Утраченная Атлантида

Об утраченном искусстве конферанса

Недавней премьере документального фильма «Майкл Джексон: вот и все», прошедшей в кинотеатре «Москва», как и положено, предшествовала шумная презентация с детскими хореографическими номерами, вручением призов, воздушными шарами, «каверзными» вопросами ведущего вечера в зеленом пиджаке. Все вроде бы было правильно: ди–джей весело бегал по залу, вручал пакеты с призами, сыпал остротами, жонглировал микрофоном, как опытный циркач. И не было его вины в том, что главными спонсорами того вечера стали производители муки и чернил для принтера, что придавало вечеру, посвященному памяти Майкла Джексона, некий трагикомический эффект. Да и выходило у ведущего все это как–то натянуто, провинциально, без огонька, как будто отбывал он тяжкую повинность. А когда из зала кто–то посмел заметить: «Вы опустились до пошлости», ведущий не нашел ничего лучше, как нахамить зрителю, кстати, заплатившему деньги за билет: «Все равно я это делаю лучше, чем вы!» Наверняка у зрителя настроение уже было испорчено.


Все это навело на грустные размышления об утраченном искусстве конферанса, диалога со зрителем и общем кризисе нашей современной сцены. Виктор Синайский — ярчайший артист эстрады в ее, пожалуй, уже безвозвратно утраченном жанре — «музыкально–разговорном». Мастер пародии, куплетов, пришедший в итоге к настоящему театру, сегодня с горечью констатирует деградацию белорусской поп–эстрады, которая в 60 — 70–е гг. прошлого века по–настоящему блистала.


О начале


— В 1965 году Минская филармония объявила всесоюзный конкурс на замещение существовавших тогда актерских вакансий. Мне пришлось выиграть этот конкурс, потому что город на тот момент я уже прилично знал, бывал здесь с гастролями и когда первый раз увидел проспект Ленина, пусть еще и не целиком, какими–то кусочками, сказал себе: «Я здесь умру». Минск — это совершенный мир.

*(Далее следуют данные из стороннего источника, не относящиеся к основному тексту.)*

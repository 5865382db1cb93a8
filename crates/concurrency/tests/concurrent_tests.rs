//! Concurrent/Multi-threaded Tests for optimist-concurrency
//!
//! These tests run transactions on real threads to exercise:
//!
//! 1. **Optimism** - disjoint transactions never conflict or block
//! 2. **Retry** - contended transactions all commit eventually
//! 3. **Exclusive mode** - a bulk loader blocks new transactions until it ends
//! 4. **Shutdown** - interrupted lock waits surface as errors
//!
//! ## Running These Tests
//!
//! ```bash
//! cargo test --test concurrent_tests
//! ```

use optimist_concurrency::{IsolationLevel, TransactionManager, TransactionStatus};
use optimist_core::{Backend, Quad, QuadPattern, StoreError, StoreResult, Term};
use optimist_storage::MemoryStore;
use parking_lot::Mutex;
use std::sync::atomic::{AtomicBool, AtomicUsize, Ordering};
use std::sync::{Arc, Barrier};
use std::thread;
use std::time::Duration;

// ============================================================================
// Test Helpers
// ============================================================================

fn quad(s: &str, p: &str, o: &str) -> Quad {
    Quad::new(Term::iri(s), Term::iri(p), Term::literal(o))
}

fn setup(large_block: usize) -> (MemoryStore, Arc<TransactionManager>) {
    let store = MemoryStore::new();
    let backend: Arc<dyn Backend> = Arc::new(store.clone());
    let manager =
        TransactionManager::with_options(backend, IsolationLevel::Serializable, large_block).unwrap();
    (store, manager)
}

// ============================================================================
// Optimism
// ============================================================================

#[test]
fn test_disjoint_transactions_all_commit() {
    const THREADS: usize = 8;
    let (store, manager) = setup(10_000);
    let barrier = Arc::new(Barrier::new(THREADS));

    let handles: Vec<_> = (0..THREADS)
        .map(|i| {
            let manager = Arc::clone(&manager);
            let barrier = Arc::clone(&barrier);
            thread::spawn(move || -> StoreResult<()> {
                let subject = format!("urn:s{}", i);
                let mut conn = manager.connection()?;
                conn.begin()?;
                barrier.wait();
                let pattern = QuadPattern::new(Some(Term::iri(&subject)), None, None);
                assert_eq!(conn.get_statements(&pattern, true)?.count(), 0);
                conn.add_statement(quad(&subject, "urn:p", "v"))?;
                barrier.wait();
                conn.commit()
            })
        })
        .collect();

    for handle in handles {
        handle.join().unwrap().unwrap();
    }
    assert_eq!(store.len(), THREADS);
    let metrics = manager.metrics();
    assert_eq!(metrics.total_committed, THREADS as u64);
    assert_eq!(metrics.total_conflicts, 0);
}

// ============================================================================
// Retry
// ============================================================================

#[test]
fn test_contended_transactions_commit_with_retry() {
    const THREADS: usize = 6;
    let (store, manager) = setup(10_000);
    let barrier = Arc::new(Barrier::new(THREADS));
    let conflicts = Arc::new(AtomicUsize::new(0));

    let handles: Vec<_> = (0..THREADS)
        .map(|i| {
            let manager = Arc::clone(&manager);
            let barrier = Arc::clone(&barrier);
            let conflicts = Arc::clone(&conflicts);
            thread::spawn(move || {
                let mut conn = manager.connection().unwrap();
                barrier.wait();
                for _ in 0..1_000 {
                    conn.begin().unwrap();
                    let seen = conn
                        .get_statements(&QuadPattern::new(None, Some(Term::iri("urn:counter")), None), true)
                        .unwrap()
                        .count();
                    conn.add_statement(quad(&format!("urn:s{}", i), "urn:counter", &seen.to_string()))
                        .unwrap();
                    match conn.commit() {
                        Ok(()) => return,
                        Err(e) if e.is_conflict() => {
                            conflicts.fetch_add(1, Ordering::Relaxed);
                        }
                        Err(e) => panic!("unexpected error: {}", e),
                    }
                }
                panic!("transaction never committed");
            })
        })
        .collect();

    for handle in handles {
        handle.join().unwrap();
    }

    // Every committed counter value was read under serializable isolation,
    // so the values are exactly 0..THREADS
    let mut values: Vec<String> = store
        .quads()
        .into_iter()
        .filter_map(|q| q.object.as_literal().map(|l| l.value.clone()))
        .collect();
    values.sort_by_key(|v| v.parse::<usize>().unwrap());
    let expected: Vec<String> = (0..THREADS).map(|i| i.to_string()).collect();
    assert_eq!(values, expected);
    assert_eq!(
        manager.metrics().total_conflicts,
        conflicts.load(Ordering::Relaxed) as u64
    );
}

// ============================================================================
// Exclusive mode
// ============================================================================

#[test]
fn test_exclusive_loader_blocks_new_transactions() {
    let (store, manager) = setup(8);
    let mut loader = manager.connection().unwrap();
    loader.begin().unwrap();
    for i in 0..8 {
        loader.add_statement(quad("urn:bulk", "urn:p", &i.to_string())).unwrap();
    }
    assert_eq!(loader.status(), TransactionStatus::ActiveExclusive);

    let started = Arc::new(AtomicBool::new(false));
    let waiter = {
        let manager = Arc::clone(&manager);
        let started = Arc::clone(&started);
        thread::spawn(move || {
            let mut conn = manager.connection().unwrap();
            conn.begin().unwrap();
            started.store(true, Ordering::SeqCst);
            let seen = conn.size(&QuadPattern::any()).unwrap();
            conn.commit().unwrap();
            seen
        })
    };

    thread::sleep(Duration::from_millis(50));
    assert!(!started.load(Ordering::SeqCst));
    loader.commit().unwrap();

    assert_eq!(waiter.join().unwrap(), 8);
    assert!(started.load(Ordering::SeqCst));
    assert_eq!(store.len(), 8);
}

#[test]
fn test_prepare_serializes_with_reads() {
    let (_store, manager) = setup(10_000);
    let order = Arc::new(Mutex::new(Vec::new()));

    let mut writer = manager.connection().unwrap();
    writer.begin().unwrap();
    writer.add_statement(quad("urn:a", "urn:p", "x")).unwrap();
    writer.prepare().unwrap();

    let reader = {
        let manager = Arc::clone(&manager);
        let order = Arc::clone(&order);
        thread::spawn(move || {
            let mut conn = manager.connection().unwrap();
            conn.begin().unwrap();
            let seen = conn.size(&QuadPattern::any()).unwrap();
            order.lock().push("read");
            conn.rollback();
            seen
        })
    };

    thread::sleep(Duration::from_millis(50));
    order.lock().push("commit");
    writer.commit().unwrap();

    // The read waited for the prepared writer to finish
    assert_eq!(reader.join().unwrap(), 1);
    assert_eq!(*order.lock(), vec!["commit", "read"]);
}

// ============================================================================
// Shutdown
// ============================================================================

#[test]
fn test_shutdown_interrupts_blocked_begin() {
    let (_store, manager) = setup(1);
    let mut loader = manager.connection().unwrap();
    loader.begin().unwrap();
    loader.add_statement(quad("urn:a", "urn:p", "x")).unwrap();
    assert_eq!(loader.status(), TransactionStatus::ActiveExclusive);

    let blocked = {
        let manager = Arc::clone(&manager);
        thread::spawn(move || {
            let mut conn = manager.connection().unwrap();
            conn.begin()
        })
    };
    thread::sleep(Duration::from_millis(20));
    manager.shutdown();

    let err = blocked.join().unwrap().unwrap_err();
    assert!(matches!(err, StoreError::Interrupted { .. }));
    assert!(err.is_backend());
    loader.rollback();
}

Вообще, у меня так складывалась жизнь, что ни о чем другом, кроме сцены, я не думал. Я сознательно к этому готовился, шел, делал если не все, то многое. Это трудолюбие во мне осталось на всю жизнь. Со временем я укрупнял сценические формы, постоянно искал что–то новое. Поэтому с гордостью могу сказать, что я первый человек, который выпустил в Советском Союзе моноспектакль в эстрадной форме. Я сделал это в 1977 году. Геннадий Хазанов только в 1979–м. У Аркадия Райкина эстрадный спектакль «Мир дому твоему» появился в 1984 году. До этого он ставил моноконцерты, эстрадные миниатюры вместе со своим великолепным театром.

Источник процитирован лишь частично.